I wanted to build a gate for the souk as a permanent gift from the [Coalition Provisional Authority] to Amara, so that there would be at least one enduring trace of our presence. We discussed this with the governor, showed him photographs of traditional souk gates from Egypt to Kuwait, and suggested a competition for the design. The governor returned the next day with a design for a concrete arch, to be faced with bright modern bathroom tiles and fairy lights. Again we had to choose whether to empower the governor. We overruled him; the gate was never built.

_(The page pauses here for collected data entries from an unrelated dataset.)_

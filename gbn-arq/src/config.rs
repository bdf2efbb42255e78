//! Transfer parameters.
//!
//! A [`TransferConfig`] is fixed for the lifetime of one transfer.  It is
//! validated once, up front, so a zero window or zero timeout never reaches
//! the round loop (a zero timeout would otherwise spin on immediate expiry).

use std::time::Duration;

use crate::error::ConfigError;

/// Window size used when none is given.
pub const DEFAULT_WINDOW_SIZE: usize = 5;

/// Per-round deadline used when none is given.
pub const DEFAULT_TIMEOUT: Duration = Duration::from_secs(2);

/// Sender-side knobs for one transfer.
#[derive(Debug, Clone, PartialEq, Eq)]
pub struct TransferConfig {
    /// Maximum number of stream units sent per round.
    pub window_size: usize,
    /// How long the sender waits for a verdict before retrying the round.
    pub timeout: Duration,
    /// Consecutive timeouts/rejections of one round before the transfer is
    /// abandoned.  `None` (the default) retries forever.
    pub max_retries: Option<u32>,
}

impl Default for TransferConfig {
    fn default() -> Self {
        Self {
            window_size: DEFAULT_WINDOW_SIZE,
            timeout: DEFAULT_TIMEOUT,
            max_retries: None,
        }
    }
}

impl TransferConfig {
    /// Build and validate a config that retries each round indefinitely.
    pub fn new(window_size: usize, timeout: Duration) -> Result<Self, ConfigError> {
        let config = Self {
            window_size,
            timeout,
            ..Self::default()
        };
        config.validate()?;
        Ok(config)
    }

    /// Replace the retry budget.
    pub fn with_max_retries(mut self, max_retries: Option<u32>) -> Self {
        self.max_retries = max_retries;
        self
    }

    pub fn validate(&self) -> Result<(), ConfigError> {
        if self.window_size == 0 {
            return Err(ConfigError::ZeroWindow);
        }
        if self.timeout.is_zero() {
            return Err(ConfigError::ZeroTimeout);
        }
        Ok(())
    }
}

#[cfg(test)]
mod tests {
    use super::*;

    #[test]
    fn default_is_valid() {
        let c = TransferConfig::default();
        assert_eq!(c.validate(), Ok(()));
        assert_eq!(c.window_size, 5);
        assert_eq!(c.timeout, Duration::from_secs(2));
        assert_eq!(c.max_retries, None);
    }

    #[test]
    fn zero_window_rejected() {
        assert_eq!(
            TransferConfig::new(0, Duration::from_secs(1)),
            Err(ConfigError::ZeroWindow)
        );
    }

    #[test]
    fn zero_timeout_rejected() {
        assert_eq!(
            TransferConfig::new(4, Duration::ZERO),
            Err(ConfigError::ZeroTimeout)
        );
    }

    #[test]
    fn sub_second_timeout_is_fine() {
        let c = TransferConfig::new(3, Duration::from_millis(50)).unwrap();
        assert_eq!(c.timeout, Duration::from_millis(50));
    }

    #[test]
    fn retry_budget_is_opt_in() {
        let c = TransferConfig::new(3, Duration::from_secs(1)).unwrap();
        assert_eq!(c.max_retries, None);
        let c = c.with_max_retries(Some(4));
        assert_eq!(c.max_retries, Some(4));
        assert!(c.validate().is_ok());
    }
}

Acknowledging failure is never an easy thing. It requires maturity, character and practice, so much so that the spectacle of seeing it done really well is strangely moving — at once levelling and liberating. This, for example, probably explains why even those of us who can’t stomach Orwell’s politics nevertheless regard Homage to Catalonia as a masterpiece. Effective rhetoric matters as much as sincerity: lack of bitterness is as important as the appearance of candour. Irony is necessary, up to a point, yet if taken too far becomes unwelcome, a distraction both from that necessarily wry, ‘what can I have been thinking?’ tone, but also from the flashes of real, still-raw anger, without which the whole exercise fails to persuade or convince.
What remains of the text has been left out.